Task description -
Scan the entries below and extract each line with the word "InProgress" in it.

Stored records
-=-=-=-=-

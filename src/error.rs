//! HTTP-facing application error.
//!
//! Every handler returns `Result<_, AppError>`; the error renders as
//! `{"error": {"code", "message", "details"}}` with the matching status code.

use axum::{
    Json,
    extract::rejection::{JsonRejection, PathRejection, QueryRejection},
    http::{HeaderValue, StatusCode, header},
    response::{IntoResponse, Response},
};
use serde::Serialize;
use serde_json::{Value, json};
use std::fmt;

#[derive(Serialize)]
struct ErrorBody {
    error: ErrorInfo,
}

/// Serializable error payload.
#[derive(Debug, Clone, Serialize)]
pub struct ErrorInfo {
    pub code: &'static str,
    pub message: String,
    pub details: Value,
}

#[derive(Debug)]
pub enum AppError {
    Validation { message: String, details: Value },
    Unauthorized { message: String, details: Value },
    Forbidden { message: String, details: Value },
    NotFound { message: String, details: Value },
    Conflict { message: String, details: Value },
    Internal { message: String, details: Value },
    Unavailable { message: String, details: Value },
}

impl AppError {
    pub fn bad_request(message: impl Into<String>, details: Value) -> Self {
        Self::Validation {
            message: message.into(),
            details,
        }
    }
    pub fn unauthorized(message: impl Into<String>, details: Value) -> Self {
        Self::Unauthorized {
            message: message.into(),
            details,
        }
    }
    pub fn forbidden(message: impl Into<String>, details: Value) -> Self {
        Self::Forbidden {
            message: message.into(),
            details,
        }
    }
    pub fn not_found(message: impl Into<String>, details: Value) -> Self {
        Self::NotFound {
            message: message.into(),
            details,
        }
    }
    pub fn conflict(message: impl Into<String>, details: Value) -> Self {
        Self::Conflict {
            message: message.into(),
            details,
        }
    }
    pub fn internal(message: impl Into<String>, details: Value) -> Self {
        Self::Internal {
            message: message.into(),
            details,
        }
    }
    pub fn unavailable(message: impl Into<String>, details: Value) -> Self {
        Self::Unavailable {
            message: message.into(),
            details,
        }
    }

    /// HTTP status code for this error.
    pub fn status(&self) -> StatusCode {
        match self {
            AppError::Validation { .. } => StatusCode::BAD_REQUEST,
            AppError::Unauthorized { .. } => StatusCode::UNAUTHORIZED,
            AppError::Forbidden { .. } => StatusCode::FORBIDDEN,
            AppError::NotFound { .. } => StatusCode::NOT_FOUND,
            AppError::Conflict { .. } => StatusCode::CONFLICT,
            AppError::Internal { .. } => StatusCode::INTERNAL_SERVER_ERROR,
            AppError::Unavailable { .. } => StatusCode::SERVICE_UNAVAILABLE,
        }
    }

    fn code(&self) -> &'static str {
        match self {
            AppError::Validation { .. } => "validation_error",
            AppError::Unauthorized { .. } => "unauthorized",
            AppError::Forbidden { .. } => "forbidden",
            AppError::NotFound { .. } => "not_found",
            AppError::Conflict { .. } => "conflict",
            AppError::Internal { .. } => "internal_error",
            AppError::Unavailable { .. } => "service_unavailable",
        }
    }

    fn parts(&self) -> (&str, &Value) {
        match self {
            AppError::Validation { message, details }
            | AppError::Unauthorized { message, details }
            | AppError::Forbidden { message, details }
            | AppError::NotFound { message, details }
            | AppError::Conflict { message, details }
            | AppError::Internal { message, details }
            | AppError::Unavailable { message, details } => (message, details),
        }
    }

    /// Human-readable message.
    pub fn message(&self) -> &str {
        self.parts().0
    }

    /// Converts the error into its serializable payload.
    pub fn to_error_info(&self) -> ErrorInfo {
        let (message, details) = self.parts();
        ErrorInfo {
            code: self.code(),
            message: message.to_string(),
            details: details.clone(),
        }
    }
}

impl fmt::Display for AppError {
    fn fmt(&self, f: &mut fmt::Formatter<'_>) -> fmt::Result {
        write!(f, "{}: {}", self.code(), self.message())
    }
}

impl std::error::Error for AppError {}

impl IntoResponse for AppError {
    fn into_response(self) -> Response {
        let status = self.status();
        let body = ErrorBody {
            error: self.to_error_info(),
        };

        let mut response = (status, Json(body)).into_response();
        if status == StatusCode::UNAUTHORIZED {
            response
                .headers_mut()
                .insert(header::WWW_AUTHENTICATE, HeaderValue::from_static("Bearer"));
        }
        response
    }
}

impl From<sqlx::Error> for AppError {
    fn from(e: sqlx::Error) -> Self {
        map_sqlx_error(e)
    }
}

impl From<validator::ValidationErrors> for AppError {
    fn from(errors: validator::ValidationErrors) -> Self {
        let details = serde_json::to_value(&errors).unwrap_or_else(|_| json!({}));
        AppError::bad_request("Validation failed", details)
    }
}

impl From<JsonRejection> for AppError {
    fn from(rejection: JsonRejection) -> Self {
        AppError::bad_request(
            "Invalid request body",
            json!({ "reason": rejection.body_text() }),
        )
    }
}

impl From<QueryRejection> for AppError {
    fn from(rejection: QueryRejection) -> Self {
        AppError::bad_request(
            "Invalid query parameters",
            json!({ "reason": rejection.body_text() }),
        )
    }
}

impl From<PathRejection> for AppError {
    fn from(rejection: PathRejection) -> Self {
        AppError::bad_request(
            "Invalid path parameter",
            json!({ "reason": rejection.body_text() }),
        )
    }
}

pub fn map_sqlx_error(e: sqlx::Error) -> AppError {
    if let Some(db) = e.as_database_error() {
        if db.is_unique_violation() {
            return AppError::conflict(
                "Unique constraint violation",
                json!({ "constraint": db.constraint() }),
            );
        }
        if db.is_foreign_key_violation() {
            return AppError::not_found(
                "Referenced record does not exist",
                json!({ "constraint": db.constraint() }),
            );
        }
    }

    tracing::error!(error = %e, "Database error");
    AppError::internal("Database error", json!({}))
}

#[cfg(test)]
mod tests {
    use super::*;

    #[test]
    fn test_status_codes() {
        assert_eq!(
            AppError::bad_request("x", json!({})).status(),
            StatusCode::BAD_REQUEST
        );
        assert_eq!(
            AppError::forbidden("x", json!({})).status(),
            StatusCode::FORBIDDEN
        );
        assert_eq!(
            AppError::unavailable("x", json!({})).status(),
            StatusCode::SERVICE_UNAVAILABLE
        );
    }

    #[test]
    fn test_error_info() {
        let info = AppError::not_found("Task not found", json!({ "task_id": 7 })).to_error_info();
        assert_eq!(info.code, "not_found");
        assert_eq!(info.message, "Task not found");
        assert_eq!(info.details["task_id"], 7);
    }

    #[test]
    fn test_unauthorized_sets_www_authenticate() {
        let response = AppError::unauthorized("Unauthorized", json!({})).into_response();
        assert_eq!(response.status(), StatusCode::UNAUTHORIZED);
        assert_eq!(
            response.headers().get(header::WWW_AUTHENTICATE).unwrap(),
            "Bearer"
        );
    }

    #[test]
    fn test_row_not_found_is_internal() {
        let err: AppError = sqlx::Error::RowNotFound.into();
        assert!(matches!(err, AppError::Internal { .. }));
    }
}
//! Domain layer containing business entities and rules.
//!
//! Nothing in here talks to PostgreSQL or HTTP directly.
//!
//! # Architecture
//!
//! - [`entities`] - Users, tasks and their inputs
//! - [`permissions`] - Role-based access rules for tasks
//! - [`repositories`] - Data access trait definitions
//! - [`notifier`] - Outbound notification contract
//!
//! Repository and notifier traits are implemented in
//! [`crate::infrastructure`]; services in [`crate::application::services`]
//! combine them with the permission rules.

pub mod entities;
pub mod notifier;
pub mod permissions;
pub mod repositories;
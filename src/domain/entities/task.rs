//! Task entity, status and query inputs.

use chrono::{DateTime, Utc};
use serde::{Deserialize, Serialize};
use std::fmt;
use std::str::FromStr;

/// Lowest accepted task priority.
pub const MIN_PRIORITY: i32 = 0;
/// Highest accepted task priority.
pub const MAX_PRIORITY: i32 = 3;

/// Progress state of a task.
///
/// JSON values are `"TODO"`, `"In progress"` and `"Done"`; the database
/// enum uses `TODO`, `IN_PROGRESS` and `DONE`.
#[derive(Debug, Clone, Copy, PartialEq, Eq, Hash, Default, Serialize, Deserialize)]
pub enum TaskStatus {
    #[default]
    #[serde(rename = "TODO")]
    Todo,
    #[serde(rename = "In progress")]
    InProgress,
    #[serde(rename = "Done")]
    Done,
}

impl TaskStatus {
    /// Name of the variant in the `task_status` database enum.
    pub fn as_db_str(&self) -> &'static str {
        match self {
            TaskStatus::Todo => "TODO",
            TaskStatus::InProgress => "IN_PROGRESS",
            TaskStatus::Done => "DONE",
        }
    }

    /// Parses the database enum name.
    pub fn from_db_str(s: &str) -> Option<Self> {
        match s {
            "TODO" => Some(TaskStatus::Todo),
            "IN_PROGRESS" => Some(TaskStatus::InProgress),
            "DONE" => Some(TaskStatus::Done),
            _ => None,
        }
    }

    /// Label shown to users and in notifications.
    pub fn label(&self) -> &'static str {
        match self {
            TaskStatus::Todo => "TODO",
            TaskStatus::InProgress => "In progress",
            TaskStatus::Done => "Done",
        }
    }
}

impl fmt::Display for TaskStatus {
    fn fmt(&self, f: &mut fmt::Formatter<'_>) -> fmt::Result {
        f.write_str(self.label())
    }
}

impl FromStr for TaskStatus {
    type Err = String;

    /// Accepts both the wire label and the database name.
    fn from_str(s: &str) -> Result<Self, Self::Err> {
        match s {
            "TODO" => Ok(TaskStatus::Todo),
            "In progress" | "IN_PROGRESS" => Ok(TaskStatus::InProgress),
            "Done" | "DONE" => Ok(TaskStatus::Done),
            other => Err(format!("unknown task status '{}'", other)),
        }
    }
}

/// A task with its executor set.
#[derive(Debug, Clone)]
pub struct Task {
    pub id: i64,
    pub title: String,
    pub description: Option<String>,
    pub priority: i32,
    pub status: TaskStatus,
    pub responsible_person_id: i64,
    pub executor_ids: Vec<i64>,
    pub created_at: DateTime<Utc>,
    pub updated_at: DateTime<Utc>,
}

impl Task {
    /// Returns true if `user_id` is one of the task's executors.
    pub fn has_executor(&self, user_id: i64) -> bool {
        self.executor_ids.contains(&user_id)
    }

    /// Returns true if `user_id` is responsible for or executes the task.
    pub fn involves(&self, user_id: i64) -> bool {
        self.responsible_person_id == user_id || self.has_executor(user_id)
    }
}

/// Input data for creating a task.
#[derive(Debug, Clone)]
pub struct NewTask {
    pub title: String,
    pub description: Option<String>,
    pub priority: i32,
    pub status: TaskStatus,
    pub responsible_person_id: i64,
    pub executor_ids: Vec<i64>,
}

/// Partial update for an existing task.
///
/// `None` fields are left unchanged. `description: Some(None)` clears it.
/// `executor_ids: Some(ids)` replaces the whole executor set.
#[derive(Debug, Clone, Default)]
pub struct TaskPatch {
    pub title: Option<String>,
    pub description: Option<Option<String>>,
    pub priority: Option<i32>,
    pub status: Option<TaskStatus>,
    pub executor_ids: Option<Vec<i64>>,
}

impl TaskPatch {
    pub fn is_empty(&self) -> bool {
        self.title.is_none()
            && self.description.is_none()
            && self.priority.is_none()
            && self.status.is_none()
            && self.executor_ids.is_none()
    }
}

/// Filters for task listing.
///
/// `visible_to` restricts results to tasks the given user is responsible for
/// or executes; it is set for non-admin callers.
#[derive(Debug, Clone, Default, PartialEq)]
pub struct TaskFilter {
    pub status: Option<TaskStatus>,
    pub priority: Option<i32>,
    pub responsible_person_id: Option<i64>,
    pub visible_to: Option<i64>,
}

#[cfg(test)]
mod tests {
    use super::*;

    fn task(responsible: i64, executors: Vec<i64>) -> Task {
        Task {
            id: 1,
            title: "Write report".to_string(),
            description: None,
            priority: 1,
            status: TaskStatus::Todo,
            responsible_person_id: responsible,
            executor_ids: executors,
            created_at: Utc::now(),
            updated_at: Utc::now(),
        }
    }

    #[test]
    fn test_status_wire_format() {
        assert_eq!(
            serde_json::to_string(&TaskStatus::InProgress).unwrap(),
            "\"In progress\""
        );
        let parsed: TaskStatus = serde_json::from_str("\"Done\"").unwrap();
        assert_eq!(parsed, TaskStatus::Done);
        assert!(serde_json::from_str::<TaskStatus>("\"DONE\"").is_err());
    }

    #[test]
    fn test_status_db_names() {
        for status in [TaskStatus::Todo, TaskStatus::InProgress, TaskStatus::Done] {
            assert_eq!(TaskStatus::from_db_str(status.as_db_str()), Some(status));
        }
        assert_eq!(TaskStatus::from_db_str("In progress"), None);
    }

    #[test]
    fn test_status_from_str_accepts_both_forms() {
        assert_eq!("In progress".parse::<TaskStatus>().unwrap(), TaskStatus::InProgress);
        assert_eq!("IN_PROGRESS".parse::<TaskStatus>().unwrap(), TaskStatus::InProgress);
        assert!("started".parse::<TaskStatus>().is_err());
    }

    #[test]
    fn test_default_status_is_todo() {
        assert_eq!(TaskStatus::default(), TaskStatus::Todo);
    }

    #[test]
    fn test_involves() {
        let t = task(1, vec![2, 3]);
        assert!(t.involves(1));
        assert!(t.involves(3));
        assert!(!t.involves(4));
        assert!(t.has_executor(2));
        assert!(!t.has_executor(1));
    }

    #[test]
    fn test_empty_patch() {
        assert!(TaskPatch::default().is_empty());
        let patch = TaskPatch {
            priority: Some(2),
            ..Default::default()
        };
        assert!(!patch.is_empty());
    }
}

-=-=-=-=-

Solution for this exercise -
    InProgress,
            TaskStatus::InProgress => "IN_PROGRESS",
            "IN_PROGRESS" => Some(TaskStatus::InProgress),
            TaskStatus::InProgress => "In progress",
            "In progress" | "IN_PROGRESS" => Ok(TaskStatus::InProgress),
            serde_json::to_string(&TaskStatus::InProgress).unwrap(),
        for status in [TaskStatus::Todo, TaskStatus::InProgress, TaskStatus::Done] {
        assert_eq!("In progress".parse::<TaskStatus>().unwrap(), TaskStatus::InProgress);
        assert_eq!("IN_PROGRESS".parse::<TaskStatus>().unwrap(), TaskStatus::InProgress);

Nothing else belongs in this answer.